Activity → The answer should consist solely of the lines from the first one below through the line containing "narrow trait and", copied exactly.

──────── Supplied records

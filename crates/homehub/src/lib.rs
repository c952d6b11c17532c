//! HomeHub - permission-gated calendar, location and weather resources for a
//! home dashboard.
//!
//! Each resource wraps one platform service behind a narrow trait and
//! republishes the result as observable state ([`Published`] values with
//! change signals). The [`Hub`] owns one of each and runs the startup flows.
//!
//! # Example
//!
//! ```no_run
//! use homehub::platform::{InMemoryCalendarStore, SimulatedLocationClient, StaticWeatherClient};
//! use homehub::{AuthorizationStatus, Hub, HubClients, HubConfig, WeatherSnapshot};
//!
//! # async fn run() -> Result<(), Box<dyn std::error::Error>> {
//! let location = SimulatedLocationClient::new(AuthorizationStatus::FullAccess);
//! let hub = Hub::new(
//!     HubConfig::default(),
//!     HubClients {
//!         calendar: Box::new(InMemoryCalendarStore::new(AuthorizationStatus::FullAccess)),
//!         location: Box::new(location.clone()),
//!         weather: Box::new(StaticWeatherClient::new(WeatherSnapshot::new("sun.max", 21.0))),
//!     },
//! )?;
//! location.attach(hub.location_delegate());
//!
//! let report = hub.start().await;
//! println!("{}", hub.snapshot(chrono::Utc::now()));
//! # let _ = report;
//! # Ok(())
//! # }
//! ```

pub mod authorization;
pub mod calendar;
pub mod clock;
pub mod config;
pub mod error;
pub mod hub;
pub mod location;
pub mod model;
pub mod platform;
pub mod weather;

pub use homehub_core::{Published, Signal};

pub use authorization::{AuthorizationGate, AuthorizationProvider, Verdict};
pub use calendar::{CalendarChange, CalendarResource, CalendarStoreClient, ListenerHandle};
pub use clock::{Clock, FixedClock, SystemClock};
pub use config::{
    ActivityType, CalendarConfig, CalendarWindow, DisplayConfig, HubConfig, LocationConfig,
    WeatherConfig,
};
pub use error::{
    AuthorizationError, ConfigError, LocationError, PlatformError, RemovalError, WeatherError,
    WindowError,
};
pub use hub::{DashboardSnapshot, EventLine, Hub, HubClients, HubStartReport};
pub use location::{LocationClient, LocationDelegate, LocationResource, RequestToken};
pub use model::{
    AuthorizationStatus, CalendarEvent, CalendarState, DeviceLocation, FetchWindow, Temperature,
    WeatherSnapshot,
};
#[cfg(feature = "open-meteo")]
pub use weather::OpenMeteoWeather;
pub use weather::{DEFAULT_LOCATION, WeatherClient, WeatherResource};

────────────────

Response →
filename crates/homehub/src/lib.rs
repository c952d6b11c17532c
//! HomeHub - permission-gated calendar, location and weather resources for a
//! home dashboard.
//!
//! Each resource wraps one platform service behind a narrow trait and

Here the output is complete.